> _AVAILABLE DATA_
────────────────────────────────────────

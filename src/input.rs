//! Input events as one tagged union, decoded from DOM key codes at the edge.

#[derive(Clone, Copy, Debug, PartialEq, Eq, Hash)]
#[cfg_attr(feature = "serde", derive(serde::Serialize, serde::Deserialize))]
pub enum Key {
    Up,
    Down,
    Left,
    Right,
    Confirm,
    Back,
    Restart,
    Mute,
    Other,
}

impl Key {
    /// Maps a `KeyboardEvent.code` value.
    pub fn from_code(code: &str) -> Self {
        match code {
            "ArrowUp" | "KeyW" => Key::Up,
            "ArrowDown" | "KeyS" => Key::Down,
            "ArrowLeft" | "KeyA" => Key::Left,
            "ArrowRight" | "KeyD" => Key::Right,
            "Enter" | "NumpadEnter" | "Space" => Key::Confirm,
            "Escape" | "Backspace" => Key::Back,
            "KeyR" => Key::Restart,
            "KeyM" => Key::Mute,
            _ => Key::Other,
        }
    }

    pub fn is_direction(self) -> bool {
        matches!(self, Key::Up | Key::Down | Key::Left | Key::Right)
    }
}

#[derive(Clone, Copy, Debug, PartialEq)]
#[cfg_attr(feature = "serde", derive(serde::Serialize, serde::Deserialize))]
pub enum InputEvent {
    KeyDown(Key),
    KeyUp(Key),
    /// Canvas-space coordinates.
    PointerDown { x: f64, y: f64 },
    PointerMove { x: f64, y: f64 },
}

────────────────────────────────────────

> _PROMPT_
Please report every line of the records above that contains the word "Right".

> _YOUR SOLUTION_
    Right,
            "ArrowRight" | "KeyD" => Key::Right,
        matches!(self, Key::Up | Key::Down | Key::Left | Key::Right)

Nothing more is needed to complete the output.